2: Pillow Fight
The Challenge - No Frontier
From “IRON DESIGNER CHALLENGE 5—WAR WITHOUT FRONTIERS”, page 39:
In games featuring the teritorial acquisition dynamic, and especially in war-themed games, territories are rarely acquired through a comical foot race. They’re usually acquired through the death, regardless of how abstracted, of another player’s bits. As a result of that death, the player gets the other player’s territory. Whoever has the territory wins the war. Another common dynamic, “destroy the opposing side,” is used for games that don’t have territory. For this exercise, however, you’ll be pushing yourself beyond those traditional borders. Simulate and resolve a Civil War battle without using territorial acquisition or destruction of all units on the enemy side as the primary gameplay dynamic.
ergänzung: in unter 30 Minuten spielbar, dafür muss es nicht unbedingt bürgerkrieg sein.
The Process
We (hirnsalat, peacememories and m0ru) met up last Thursday for a little brain-storming session. We already had a few concepts and mechanics-fragments beforehand:
During the session we tried to explore the design space starting with different mechanics and themes as can be seen on the whiteboard directly below. The theme-based generators (in red) mostly focussed on military and/or political conflicts (e.g. “cyberwar”, “spy game”, “gerrymandering”, “elections”). The mechanical ones (in green) started off with alternative win-conditions we could use. You can find them them below the center in the right half of the whiteboard. The most advanced cluster of mechanical and thematic fragments centered around an idea for modelling peace negotiations (at the whiteboard: starting at the bottom left and expanding towards the right and up). As backdrop for the negotiations a more or less automatic conflict would have pushed back and forth on the quickly sketched board that you can see. The goal would be to end the conflict, by negotiating a set of terms to which both sides generals (non-player characters / mechanics) can agree.

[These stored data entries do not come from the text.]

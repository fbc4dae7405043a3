//! Keyed JSON blob persistence, the stand-in for browser local storage.
//!
//! Writes are whole-object serializations: last write wins, nothing merges.
//! [`FileBlobStore`] writes each blob to a temp file and renames it into
//! place under an advisory lock, so readers never see half a blob.

use fs2::FileExt;
use serde::{Serialize, de::DeserializeOwned};
use std::collections::HashMap;
use std::fs::{self, File, OpenOptions};
use std::io;
use std::path::{Path, PathBuf};
use std::thread;
use std::time::{Duration, Instant};
use tracing::{debug, warn};

use crate::error::StorageError;

const LOCK_FILE: &str = ".lock";
const DEFAULT_LOCK_TIMEOUT: Duration = Duration::from_secs(2);

/// A keyed string store.
pub trait BlobStore {
    /// Raw blob text, or `None` when the key was never written.
    fn get_raw(&self, key: &str) -> Result<Option<String>, StorageError>;

    /// Replace the blob stored under `key`.
    fn set_raw(&mut self, key: &str, value: &str) -> Result<(), StorageError>;
}

/// Load and decode a blob, falling back to `T::default()` when it is
/// missing or unreadable.
pub fn load_blob<T>(store: &dyn BlobStore, key: &str) -> T
where
    T: DeserializeOwned + Default,
{
    let raw = match store.get_raw(key) {
        Ok(Some(raw)) => raw,
        Ok(None) => return T::default(),
        Err(err) => {
            warn!(key, error = %err, "falling back to empty blob");
            return T::default();
        }
    };

    match serde_json::from_str(&raw) {
        Ok(value) => value,
        Err(source) => {
            let err = StorageError::Json {
                key: key.to_string(),
                source,
            };
            warn!(key, code = %err.code(), error = %err, "falling back to empty blob");
            T::default()
        }
    }
}

/// Serialize and store a blob.
///
/// # Errors
///
/// Returns [`StorageError`] if encoding or the store write fails.
pub fn save_blob<T: Serialize>(
    store: &mut dyn BlobStore,
    key: &str,
    value: &T,
) -> Result<(), StorageError> {
    let raw = serde_json::to_string(value).map_err(|source| StorageError::Json {
        key: key.to_string(),
        source,
    })?;
    store.set_raw(key, &raw)?;
    debug!(key, bytes = raw.len(), "blob saved");
    Ok(())
}

/// In-process store; contents vanish with the value.
#[derive(Debug, Clone, Default)]
pub struct MemoryBlobStore {
    blobs: HashMap<String, String>,
}

impl MemoryBlobStore {
    #[must_use]
    pub fn new() -> Self {
        Self::default()
    }
}

impl BlobStore for MemoryBlobStore {
    fn get_raw(&self, key: &str) -> Result<Option<String>, StorageError> {
        Ok(self.blobs.get(key).cloned())
    }

    fn set_raw(&mut self, key: &str, value: &str) -> Result<(), StorageError> {
        self.blobs.insert(key.to_string(), value.to_string());
        Ok(())
    }
}

/// One JSON file per key inside a data directory.
#[derive(Debug, Clone)]
pub struct FileBlobStore {
    dir: PathBuf,
    lock_timeout: Duration,
}

impl FileBlobStore {
    /// Open (creating if needed) a store rooted at `dir`.
    ///
    /// # Errors
    ///
    /// Returns [`StorageError::Io`] if the directory cannot be created.
    pub fn open(dir: impl Into<PathBuf>) -> Result<Self, StorageError> {
        let dir = dir.into();
        fs::create_dir_all(&dir).map_err(|source| io_error(&dir, source))?;
        Ok(Self {
            dir,
            lock_timeout: DEFAULT_LOCK_TIMEOUT,
        })
    }

    #[must_use]
    pub const fn with_lock_timeout(mut self, timeout: Duration) -> Self {
        self.lock_timeout = timeout;
        self
    }

    /// File backing `key`; `:` is not portable in file names.
    #[must_use]
    pub fn path_for(&self, key: &str) -> PathBuf {
        self.dir.join(format!("{}.json", key.replace(':', "_")))
    }

    fn lock(&self, kind: LockKind) -> Result<BlobLock, StorageError> {
        BlobLock::acquire(&self.dir.join(LOCK_FILE), self.lock_timeout, kind)
    }
}

impl BlobStore for FileBlobStore {
    fn get_raw(&self, key: &str) -> Result<Option<String>, StorageError> {
        let path = self.path_for(key);
        let _guard = self.lock(LockKind::Shared)?;
        match fs::read_to_string(&path) {
            Ok(raw) => Ok(Some(raw)),
            Err(err) if err.kind() == io::ErrorKind::NotFound => Ok(None),
            Err(source) => Err(io_error(&path, source)),
        }
    }

    fn set_raw(&mut self, key: &str, value: &str) -> Result<(), StorageError> {
        let path = self.path_for(key);
        let tmp = path.with_extension("json.tmp");
        let _guard = self.lock(LockKind::Exclusive)?;
        fs::write(&tmp, value).map_err(|source| io_error(&tmp, source))?;
        fs::rename(&tmp, &path).map_err(|source| io_error(&path, source))
    }
}

fn io_error(path: &Path, source: io::Error) -> StorageError {
    StorageError::Io {
        path: path.display().to_string(),
        source,
    }
}

#[derive(Clone, Copy)]
enum LockKind {
    Shared,
    Exclusive,
}

/// Advisory lock on the store's lock file, released on drop.
#[derive(Debug)]
struct BlobLock {
    file: File,
}

impl BlobLock {
    fn acquire(path: &Path, timeout: Duration, kind: LockKind) -> Result<Self, StorageError> {
        let start = Instant::now();
        loop {
            let file = OpenOptions::new()
                .create(true)
                .read(true)
                .write(true)
                .truncate(false)
                .open(path)
                .map_err(|source| io_error(path, source))?;

            let busy = match kind {
                LockKind::Shared => file.try_lock_shared().is_err(),
                LockKind::Exclusive => file.try_lock_exclusive().is_err(),
            };

            if !busy {
                return Ok(Self { file });
            }

            if start.elapsed() >= timeout {
                return Err(StorageError::LockTimeout {
                    path: path.display().to_string(),
                    waited: start.elapsed(),
                });
            }

            thread::sleep(Duration::from_millis(10));
        }
    }
}

impl Drop for BlobLock {
    fn drop(&mut self) {
        let _ = self.file.unlock();
    }
}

During our discussion we got inspiration from another colleague, who noted that all of the mechanics/themes we were talking about seemed rather depressing and cynical, which spawned the idea to go towards the other of that extreme of that spectrum - from “cute” to “stuffed animal” to “pillow” to “pillowfight”. The mechanics we salvaged from various board-, pen and paper roleplaying and tabletop games, and radically simplified them, only adding each mechanic after careful consideration and being sure that it is necessary. For most of them we also did before/after playtests. On the whiteboard below you can see, that most never made it beyond the “optional” status.
Pillowfight - The Story
You’re in your good friends rather large flat (some might call it a penthouse/villa) and going at it with their modest supply of pillows.
Pillowfight - Rules
The game is playable from three players upwards.
Setup
The game is played on a rectangular board with a grid on it (e.g. checkerboard, go-board,..), representing a room. First, one player sets up the walls and furniture to provide cover. Another player places the pillows on top of furniture or on the floor. Finally, a third player decides who goes first.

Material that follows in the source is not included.